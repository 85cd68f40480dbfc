//! Layout annotations: names, descriptions, icons, visibility and member order.

use metamodel_kernel::descriptor::annotation;
use metamodel_kernel::{
    Annotation, Facet, FacetFactory, FacetType, FacetValue, FeatureType, FeatureTypes,
    MetamodelError, Precedence, ProcessClassContext, ProcessMethodContext,
    ProcessParameterContext, facet_type,
};
use serde_json::Value;

/// Text attributes shared by every `*Layout` annotation.
const TEXT_ATTRIBUTES: [(&str, FacetType); 3] = [
    ("named", facet_type::NAMED),
    ("describedAs", facet_type::DESCRIBED_AS),
    ("cssClassFa", facet_type::CSS_CLASS_FA),
];

fn text_facets(layout: &Annotation) -> Vec<Facet> {
    TEXT_ATTRIBUTES
        .iter()
        .filter_map(|(attribute, facet_type)| {
            layout.attr_str(attribute).map(|text| {
                Facet::new(*facet_type, Precedence::Explicit, FacetValue::Text(text.to_string()))
            })
        })
        .collect()
}

/// A member order sequence given either as `"1.2"` or as a bare number.
pub(crate) fn sequence(annotation: &Annotation) -> Option<String> {
    match annotation.attr("sequence")? {
        Value::String(text) if !text.trim().is_empty() => Some(text.trim().to_string()),
        Value::Number(number) => Some(number.to_string()),
        _ => None,
    }
}

/// `@DomainObjectLayout`, `@PropertyLayout`, `@CollectionLayout` and `@ActionLayout`.
#[derive(Debug, Default)]
pub struct LayoutFacetFactory;

impl LayoutFacetFactory {
    /// Layout annotations to consult for a member, most specific first. A
    /// mixin main method may carry the layout of the member it contributes.
    fn layout_annotations(
        feature_type: FeatureType,
        is_mixin_main: bool,
    ) -> &'static [&'static str] {
        match (feature_type, is_mixin_main) {
            (FeatureType::Property, _) => &[annotation::PROPERTY_LAYOUT],
            (FeatureType::Collection, _) => &[annotation::COLLECTION_LAYOUT],
            (_, true) => &[
                annotation::ACTION_LAYOUT,
                annotation::PROPERTY_LAYOUT,
                annotation::COLLECTION_LAYOUT,
            ],
            _ => &[annotation::ACTION_LAYOUT],
        }
    }
}

impl FacetFactory for LayoutFacetFactory {
    fn feature_types(&self) -> FeatureTypes {
        FeatureTypes::EVERYTHING_BUT_PARAMETERS
    }

    fn process_class(&self, ctx: &mut ProcessClassContext<'_>) -> Result<(), MetamodelError> {
        if let Some(layout) = ctx.class().annotation(annotation::DOMAIN_OBJECT_LAYOUT) {
            for facet in text_facets(layout) {
                ctx.add_facet(facet);
            }
        }
        Ok(())
    }

    fn process_method(&self, ctx: &mut ProcessMethodContext<'_>) -> Result<(), MetamodelError> {
        let method = ctx.method();
        let Some(layout) = Self::layout_annotations(ctx.feature_type(), ctx.is_mixin_main())
            .iter()
            .find_map(|name| method.annotation(name))
        else {
            return Ok(());
        };

        for facet in text_facets(layout) {
            ctx.add_facet(facet);
        }
        if let Some(sequence) = sequence(layout) {
            ctx.add_facet(Facet::new(
                facet_type::MEMBER_ORDER,
                Precedence::Explicit,
                FacetValue::Text(sequence),
            ));
        }
        if let Some(hidden) = layout.attr_bool("hidden") {
            ctx.add_facet(Facet::new(
                facet_type::HIDDEN,
                Precedence::Explicit,
                FacetValue::Flag(hidden),
            ));
        }
        Ok(())
    }
}

/// `@ParameterLayout`: parameter names and descriptions.
#[derive(Debug, Default)]
pub struct ParameterLayoutFacetFactory;

impl FacetFactory for ParameterLayoutFacetFactory {
    fn feature_types(&self) -> FeatureTypes {
        FeatureTypes::PARAMETERS_ONLY
    }

    fn process_params(&self, ctx: &mut ProcessParameterContext<'_>) -> Result<(), MetamodelError> {
        let parameter = &ctx.method().parameters[ctx.param_index()];
        let Some(layout) = parameter.annotation(annotation::PARAMETER_LAYOUT) else {
            return Ok(());
        };
        for facet in text_facets(layout)
            .into_iter()
            .filter(|facet| facet.facet_type() != facet_type::CSS_CLASS_FA)
        {
            ctx.add_facet(facet);
        }
        Ok(())
    }
}

/// The older `@MemberOrder(sequence)` annotation. Superseded by the layout
/// annotations' `sequence`, which wins when both are present.
#[derive(Debug, Default)]
pub struct MemberOrderFacetFactory;

impl FacetFactory for MemberOrderFacetFactory {
    fn feature_types(&self) -> FeatureTypes {
        FeatureTypes::MEMBERS
    }

    fn process_method(&self, ctx: &mut ProcessMethodContext<'_>) -> Result<(), MetamodelError> {
        let Some(member_order) = ctx.method().annotation(annotation::MEMBER_ORDER) else {
            return Ok(());
        };
        match sequence(member_order) {
            Some(sequence) => {
                ctx.add_facet(Facet::new(
                    facet_type::MEMBER_ORDER,
                    Precedence::Inferred,
                    FacetValue::Text(sequence),
                ));
            }
            None => {
                ctx.add_facet(
                    Facet::new(
                        facet_type::MEMBER_ORDER,
                        Precedence::Fallback,
                        FacetValue::Text(String::new()),
                    )
                    .with_metadata_error("@MemberOrder has no sequence"),
                );
            }
        }
        Ok(())
    }
}
//! Error types for metamodel construction.
//!
//! Only programming-model defects and registry misuse are errors. Malformed
//! domain metadata is recorded on facets and semantic problems are collected
//! as [`crate::validation::ValidationFailure`]s; neither aborts the build.

/// Fatal errors raised while registering, initialising or running the
/// metamodel pipeline.
#[derive(Debug, thiserror::Error)]
pub enum MetamodelError {
    /// An `add_*` or `init` call reached a programming model that is already frozen.
    #[error("programming model is already initialized; cannot {operation}")]
    ProgrammingModelFrozen { operation: &'static str },

    /// The same factory type was registered twice.
    #[error("facet factory {factory} is already registered")]
    DuplicateFactory { factory: &'static str },

    /// The facet processor was used against a programming model that was never initialized.
    #[error("programming model has not been initialized")]
    ProgrammingModelNotInitialized,

    /// A class was handed to the loader twice in one load.
    #[error("class {0} was introspected more than once")]
    DuplicateSpecification(String),

    /// A facet factory failed. This is a defect in the factory, not in the domain model.
    #[error("facet factory {factory} failed on {identifier}: {reason}")]
    Factory {
        factory: &'static str,
        identifier: String,
        reason: String,
    },

    /// A post-processor failed on a fully introspected specification.
    #[error("post-processor {processor} failed on {type_name}: {reason}")]
    PostProcessor {
        processor: &'static str,
        type_name: String,
        reason: String,
    },
}

impl MetamodelError {
    pub fn factory(
        factory: &'static str,
        identifier: impl ToString,
        reason: impl Into<String>,
    ) -> Self {
        Self::Factory {
            factory,
            identifier: identifier.to_string(),
            reason: reason.into(),
        }
    }

    pub fn post_processor(
        processor: &'static str,
        type_name: impl Into<String>,
        reason: impl Into<String>,
    ) -> Self {
        Self::PostProcessor {
            processor,
            type_name: type_name.into(),
            reason: reason.into(),
        }
    }
}

/// Errors loading a [`crate::config::MetamodelConfig`].
#[derive(Debug, thiserror::Error)]
pub enum ConfigError {
    #[error("failed to read file: {path}: {source}")]
    ReadFile {
        path: String,
        #[source]
        source: std::io::Error,
    },

    #[error("invalid toml at {path}: {source}")]
    ParseToml {
        path: String,
        #[source]
        source: toml::de::Error,
    },
}

/// Strips the module path from `std::any::type_name` output.
pub(crate) fn short_type_name(full: &'static str) -> &'static str {
    let base = full.split('<').next().unwrap_or(full);
    match base.rfind("::") {
        Some(idx) => &full[idx + 2..],
        None => full,
    }
}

_ _ _ _

_WHAT THE TASK ASKS:_
The whole listing above should be output again exactly.

_ANSWER SECTION:_
repository 85cd68f40480dbfc
//! Layout annotations: names, descriptions, icons, visibility and member order.

use metamodel_kernel::descriptor::annotation;
use metamodel_kernel::{
    Annotation, Facet, FacetFactory, FacetType, FacetValue, FeatureType, FeatureTypes,
    MetamodelError, Precedence, ProcessClassContext, ProcessMethodContext,
    ProcessParameterContext, facet_type,
};
use serde_json::Value;

/// Text attributes shared by every `*Layout` annotation.
const TEXT_ATTRIBUTES: [(&str, FacetType); 3] = [
    ("named", facet_type::NAMED),
    ("describedAs", facet_type::DESCRIBED_AS),
    ("cssClassFa", facet_type::CSS_CLASS_FA),
];

fn text_facets(layout: &Annotation) -> Vec<Facet> {
    TEXT_ATTRIBUTES
        .iter()
        .filter_map(|(attribute, facet_type)| {
            layout.attr_str(attribute).map(|text| {
                Facet::new(*facet_type, Precedence::Explicit, FacetValue::Text(text.to_string()))
            })
        })
        .collect()
}

/// A member order sequence given either as `"1.2"` or as a bare number.
pub(crate) fn sequence(annotation: &Annotation) -> Option<String> {
    match annotation.attr("sequence")? {
        Value::String(text) if !text.trim().is_empty() => Some(text.trim().to_string()),
        Value::Number(number) => Some(number.to_string()),
        _ => None,
    }
}

/// `@DomainObjectLayout`, `@PropertyLayout`, `@CollectionLayout` and `@ActionLayout`.
#[derive(Debug, Default)]
pub struct LayoutFacetFactory;

impl LayoutFacetFactory {
    /// Layout annotations to consult for a member, most specific first. A
    /// mixin main method may carry the layout of the member it contributes.
    fn layout_annotations(
        feature_type: FeatureType,
        is_mixin_main: bool,
    ) -> &'static [&'static str] {
        match (feature_type, is_mixin_main) {
            (FeatureType::Property, _) => &[annotation::PROPERTY_LAYOUT],
            (FeatureType::Collection, _) => &[annotation::COLLECTION_LAYOUT],
            (_, true) => &[
                annotation::ACTION_LAYOUT,
                annotation::PROPERTY_LAYOUT,
                annotation::COLLECTION_LAYOUT,
            ],
            _ => &[annotation::ACTION_LAYOUT],
        }
    }
}

impl FacetFactory for LayoutFacetFactory {
    fn feature_types(&self) -> FeatureTypes {
        FeatureTypes::EVERYTHING_BUT_PARAMETERS
    }

    fn process_class(&self, ctx: &mut ProcessClassContext<'_>) -> Result<(), MetamodelError> {
        if let Some(layout) = ctx.class().annotation(annotation::DOMAIN_OBJECT_LAYOUT) {
            for facet in text_facets(layout) {
                ctx.add_facet(facet);
            }
        }
        Ok(())
    }

    fn process_method(&self, ctx: &mut ProcessMethodContext<'_>) -> Result<(), MetamodelError> {
        let method = ctx.method();
        let Some(layout) = Self::layout_annotations(ctx.feature_type(), ctx.is_mixin_main())
            .iter()
            .find_map(|name| method.annotation(name))
        else {
            return Ok(());
        };

        for facet in text_facets(layout) {
            ctx.add_facet(facet);
        }
        if let Some(sequence) = sequence(layout) {
            ctx.add_facet(Facet::new(
                facet_type::MEMBER_ORDER,
                Precedence::Explicit,
                FacetValue::Text(sequence),
            ));
        }
        if let Some(hidden) = layout.attr_bool("hidden") {
            ctx.add_facet(Facet::new(
                facet_type::HIDDEN,
                Precedence::Explicit,
                FacetValue::Flag(hidden),
            ));
        }
        Ok(())
    }
}

/// `@ParameterLayout`: parameter names and descriptions.
#[derive(Debug, Default)]
pub struct ParameterLayoutFacetFactory;

impl FacetFactory for ParameterLayoutFacetFactory {
    fn feature_types(&self) -> FeatureTypes {
        FeatureTypes::PARAMETERS_ONLY
    }

    fn process_params(&self, ctx: &mut ProcessParameterContext<'_>) -> Result<(), MetamodelError> {
        let parameter = &ctx.method().parameters[ctx.param_index()];
        let Some(layout) = parameter.annotation(annotation::PARAMETER_LAYOUT) else {
            return Ok(());
        };
        for facet in text_facets(layout)
            .into_iter()
            .filter(|facet| facet.facet_type() != facet_type::CSS_CLASS_FA)
        {
            ctx.add_facet(facet);
        }
        Ok(())
    }
}

/// The older `@MemberOrder(sequence)` annotation. Superseded by the layout
/// annotations' `sequence`, which wins when both are present.
#[derive(Debug, Default)]
pub struct MemberOrderFacetFactory;

impl FacetFactory for MemberOrderFacetFactory {
    fn feature_types(&self) -> FeatureTypes {
        FeatureTypes::MEMBERS
    }

    fn process_method(&self, ctx: &mut ProcessMethodContext<'_>) -> Result<(), MetamodelError> {
        let Some(member_order) = ctx.method().annotation(annotation::MEMBER_ORDER) else {
            return Ok(());
        };
        match sequence(member_order) {
            Some(sequence) => {
                ctx.add_facet(Facet::new(
                    facet_type::MEMBER_ORDER,
                    Precedence::Inferred,
                    FacetValue::Text(sequence),
                ));
            }
            None => {
                ctx.add_facet(
                    Facet::new(
                        facet_type::MEMBER_ORDER,
                        Precedence::Fallback,
                        FacetValue::Text(String::new()),
                    )
                    .with_metadata_error("@MemberOrder has no sequence"),
                );
            }
        }
        Ok(())
    }
}
//! Error types for metamodel construction.
//!
//! Only programming-model defects and registry misuse are errors. Malformed
//! domain metadata is recorded on facets and semantic problems are collected
//! as [`crate::validation::ValidationFailure`]s; neither aborts the build.

/// Fatal errors raised while registering, initialising or running the
/// metamodel pipeline.
#[derive(Debug, thiserror::Error)]
pub enum MetamodelError {
    /// An `add_*` or `init` call reached a programming model that is already frozen.
    #[error("programming model is already initialized; cannot {operation}")]
    ProgrammingModelFrozen { operation: &'static str },

    /// The same factory type was registered twice.
    #[error("facet factory {factory} is already registered")]
    DuplicateFactory { factory: &'static str },

    /// The facet processor was used against a programming model that was never initialized.
    #[error("programming model has not been initialized")]
    ProgrammingModelNotInitialized,

    /// A class was handed to the loader twice in one load.
    #[error("class {0} was introspected more than once")]
    DuplicateSpecification(String),

    /// A facet factory failed. This is a defect in the factory, not in the domain model.
    #[error("facet factory {factory} failed on {identifier}: {reason}")]
    Factory {
        factory: &'static str,
        identifier: String,
        reason: String,
    },

    /// A post-processor failed on a fully introspected specification.
    #[error("post-processor {processor} failed on {type_name}: {reason}")]
    PostProcessor {
        processor: &'static str,
        type_name: String,
        reason: String,
    },
}

impl MetamodelError {
    pub fn factory(
        factory: &'static str,
        identifier: impl ToString,
        reason: impl Into<String>,
    ) -> Self {
        Self::Factory {
            factory,
            identifier: identifier.to_string(),
            reason: reason.into(),
        }
    }

    pub fn post_processor(
        processor: &'static str,
        type_name: impl Into<String>,
        reason: impl Into<String>,
    ) -> Self {
        Self::PostProcessor {
            processor,
            type_name: type_name.into(),
            reason: reason.into(),
        }
    }
}

/// Errors loading a [`crate::config::MetamodelConfig`].
#[derive(Debug, thiserror::Error)]
pub enum ConfigError {
    #[error("failed to read file: {path}: {source}")]
    ReadFile {
        path: String,
        #[source]
        source: std::io::Error,
    },

    #[error("invalid toml at {path}: {source}")]
    ParseToml {
        path: String,
        #[source]
        source: toml::de::Error,
    },
}

/// Strips the module path from `std::any::type_name` output.
pub(crate) fn short_type_name(full: &'static str) -> &'static str {
    let base = full.split('<').next().unwrap_or(full);
    match base.rfind("::") {
        Some(idx) => &full[idx + 2..],
        None => full,
    }
}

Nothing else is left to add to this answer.